Rationale: Patients with idiopathic pulmonary fibrosis (IPF), a progressive disease with a dismal prognosis, exhibit an unexplained disparity of increased alveolar epithelial cell (AEC) apoptosis but reduced fibroblast apoptosis.Objectives: To examine whether the failure of patients with IPF to up-regulate cyclooxygenase (COX)-2, and thus the antifibrotic mediator prostaglandin (PG)E2, accounts for this imbalance.Methods: Fibroblasts and primary type II AECs were isolated from control and fibrotic human lung tissue. The effects of COX-2 inhibition and exogenous PGE2 on fibroblast and AEC sensitivity to Fas ligand (FasL)-induced apoptosis were assessed.Measurements and Main Results: IPF lung fibroblasts are resistant to FasL-induced apoptosis compared with control lung fibroblasts. Inhibition of COX-2 in control lung fibroblasts resulted in an apoptosis-resistant phenotype.
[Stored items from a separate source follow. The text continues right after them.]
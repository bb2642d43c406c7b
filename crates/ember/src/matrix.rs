use std::collections::{BTreeMap, HashMap};

use crate::error::Error;
use crate::glow::{
    AddressingMode, ConnectionDisposition, ConnectionOperation, MatrixBody, MatrixConnection,
    MatrixContents, MatrixType, TreePath,
};

#[derive(Debug, Clone, Copy, PartialEq, Eq)]
pub enum MatrixChange {
    Changed,
    Connected,
    Disconnected,
}

/// Outcome for one requested target.
#[derive(Debug, Clone, PartialEq, Eq)]
pub struct AppliedConnection {
    /// Final source list and disposition, ready for a response.
    pub connection: MatrixConnection,
    /// `None` when the request left the target untouched.
    pub change: Option<MatrixChange>,
    /// Sources as given in the request.
    pub requested: Vec<u32>,
}

/// Applies a batch of connection requests to `body`.
///
/// The whole batch is validated against the resulting state before
/// anything is written, so a rejected batch leaves the matrix untouched.
pub fn apply_connections(
    body: &mut MatrixBody,
    path: &TreePath,
    requested: &[MatrixConnection],
) -> Result<Vec<AppliedConnection>, Error> {
    let contents = body
        .contents
        .as_ref()
        .ok_or_else(|| Error::MissingContents(path.clone()))?;

    for request in requested {
        validate_addresses(contents, body, path, request)?;
    }

    let current = body.connections.clone().unwrap_or_default();
    let mut prospective: BTreeMap<u32, Vec<u32>> = current
        .iter()
        .map(|(target, connection)| (*target, connection.sources.clone()))
        .collect();

    let mut applied = Vec::with_capacity(requested.len());
    for request in requested {
        let existing = prospective.get(&request.target).cloned().unwrap_or_default();
        let operation = request.operation.unwrap_or_default();
        let (sources, change) = match operation {
            ConnectionOperation::Absolute => (request.sources.clone(), Some(MatrixChange::Changed)),
            ConnectionOperation::Connect => match connect(&existing, &request.sources) {
                Some(merged) => (merged, Some(MatrixChange::Connected)),
                None => (existing, None),
            },
            ConnectionOperation::Disconnect => (
                disconnect(&existing, &request.sources),
                Some(MatrixChange::Disconnected),
            ),
        };

        if change.is_some() {
            prospective.insert(request.target, sources.clone());
        }
        applied.push(AppliedConnection {
            connection: MatrixConnection {
                target: request.target,
                sources,
                operation: None,
                disposition: Some(match change {
                    Some(_) => ConnectionDisposition::Modified,
                    None => ConnectionDisposition::Tally,
                }),
            },
            change,
            requested: request.sources.clone(),
        });
    }

    validate_topology(contents, path, &prospective)?;

    let connections = body.connections.get_or_insert_with(BTreeMap::new);
    for result in applied.iter().filter(|a| a.change.is_some()) {
        let target = result.connection.target;
        let stored = connections
            .entry(target)
            .or_insert_with(|| MatrixConnection::new(target, Vec::new()));
        stored.sources = result.connection.sources.clone();
        stored.disposition = Some(ConnectionDisposition::Modified);
    }

    Ok(applied)
}

/// Merges `requested` into `existing`. Returns `None` for an empty
/// request, which leaves the target as it is.
pub fn connect(existing: &[u32], requested: &[u32]) -> Option<Vec<u32>> {
    if requested.is_empty() {
        return None;
    }
    let mut existing = existing.to_vec();
    existing.sort_unstable();
    let mut requested = requested.to_vec();
    requested.sort_unstable();
    requested.dedup();

    let mut merged = Vec::with_capacity(existing.len() + requested.len());
    let (mut i, mut j) = (0, 0);
    while i < existing.len() && j < requested.len() {
        match existing[i].cmp(&requested[j]) {
            std::cmp::Ordering::Less => {
                merged.push(existing[i]);
                i += 1;
            }
            std::cmp::Ordering::Greater => {
                merged.push(requested[j]);
                j += 1;
            }
            std::cmp::Ordering::Equal => {
                merged.push(existing[i]);
                i += 1;
                j += 1;
            }
        }
    }
    merged.extend_from_slice(&existing[i..]);
    merged.extend_from_slice(&requested[j..]);
    Some(merged)
}

/// Removes `requested` from `existing` with a single forward cursor.
/// `requested` must be ascending; an unsorted request removes fewer
/// sources than it names.
pub fn disconnect(existing: &[u32], requested: &[u32]) -> Vec<u32> {
    let mut cursor = 0;
    existing
        .iter()
        .copied()
        .filter(|source| {
            if cursor < requested.len() && *source == requested[cursor] {
                cursor += 1;
                false
            } else {
                true
            }
        })
        .collect()
}

fn validate_addresses(
    contents: &MatrixContents,
    body: &MatrixBody,
    path: &TreePath,
    request: &MatrixConnection,
) -> Result<(), Error> {
    match contents.mode.unwrap_or_default() {
        AddressingMode::Linear => {
            if let Some(count) = contents.target_count {
                if request.target >= count {
                    return Err(Error::invalid_connection(
                        path,
                        format!("target {} out of range (count {})", request.target, count),
                    ));
                }
            }
            if let Some(count) = contents.source_count {
                if let Some(source) = request.sources.iter().find(|s| **s >= count) {
                    return Err(Error::invalid_connection(
                        path,
                        format!("source {} out of range (count {})", source, count),
                    ));
                }
            }
        }
        AddressingMode::NonLinear => {
            let targets = body.targets.as_deref().unwrap_or_default();
            if !targets.contains(&request.target) {
                return Err(Error::invalid_connection(
                    path,
                    format!("unknown target {}", request.target),
                ));
            }
            let sources = body.sources.as_deref().unwrap_or_default();
            if let Some(source) = request.sources.iter().find(|s| !sources.contains(s)) {
                return Err(Error::invalid_connection(
                    path,
                    format!("unknown source {}", source),
                ));
            }
        }
    }
    Ok(())
}

fn validate_topology(
    contents: &MatrixContents,
    path: &TreePath,
    state: &BTreeMap<u32, Vec<u32>>,
) -> Result<(), Error> {
    let kind = contents.kind.unwrap_or_default();
    let per_target = match kind {
        MatrixType::OneToN | MatrixType::OneToOne => Some(1),
        MatrixType::NToN => contents.maximum_connects_per_target,
    };
    if let Some(limit) = per_target {
        if let Some((target, sources)) = state.iter().find(|(_, s)| s.len() > limit as usize) {
            return Err(Error::invalid_connection(
                path,
                format!(
                    "target {} would have {} sources (limit {})",
                    target,
                    sources.len(),
                    limit
                ),
            ));
        }
    }

    if kind == MatrixType::OneToOne {
        let mut owners: HashMap<u32, u32> = HashMap::new();
        for (target, sources) in state {
            for source in sources {
                if let Some(other) = owners.insert(*source, *target) {
                    return Err(Error::invalid_connection(
                        path,
                        format!("source {} already feeds target {}", source, other),
                    ));
                }
            }
        }
    }

    if let Some(limit) = contents.maximum_total_connects {
        let total: usize = state.values().map(Vec::len).sum();
        if total > limit as usize {
            return Err(Error::invalid_connection(
                path,
                format!("{} connections exceed the limit of {}", total, limit),
            ));
        }
    }
    Ok(())
}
Administration of PGE2 almost doubled the rate of FasL-induced apoptosis in fibrotic lung fibroblasts compared with FasL alone. Conversely, in primary fibrotic lung type II AECs, PGE2 protected against FasL-induced apoptosis. In human control and, to a greater extent, fibrotic lung fibroblasts, PGE2 inhibits the phosphorylation of Akt, suggesting that regulation of this prosurvival protein kinase is an important mechanism by which PGE2 modulates cellular apoptotic responses.Conclusions: The observation that PGE2 deficiency results in increased AEC but reduced fibroblast sensitivity to apoptosis provides a novel pathogenic insight into the mechanisms driving persistent fibroproliferation in IPF.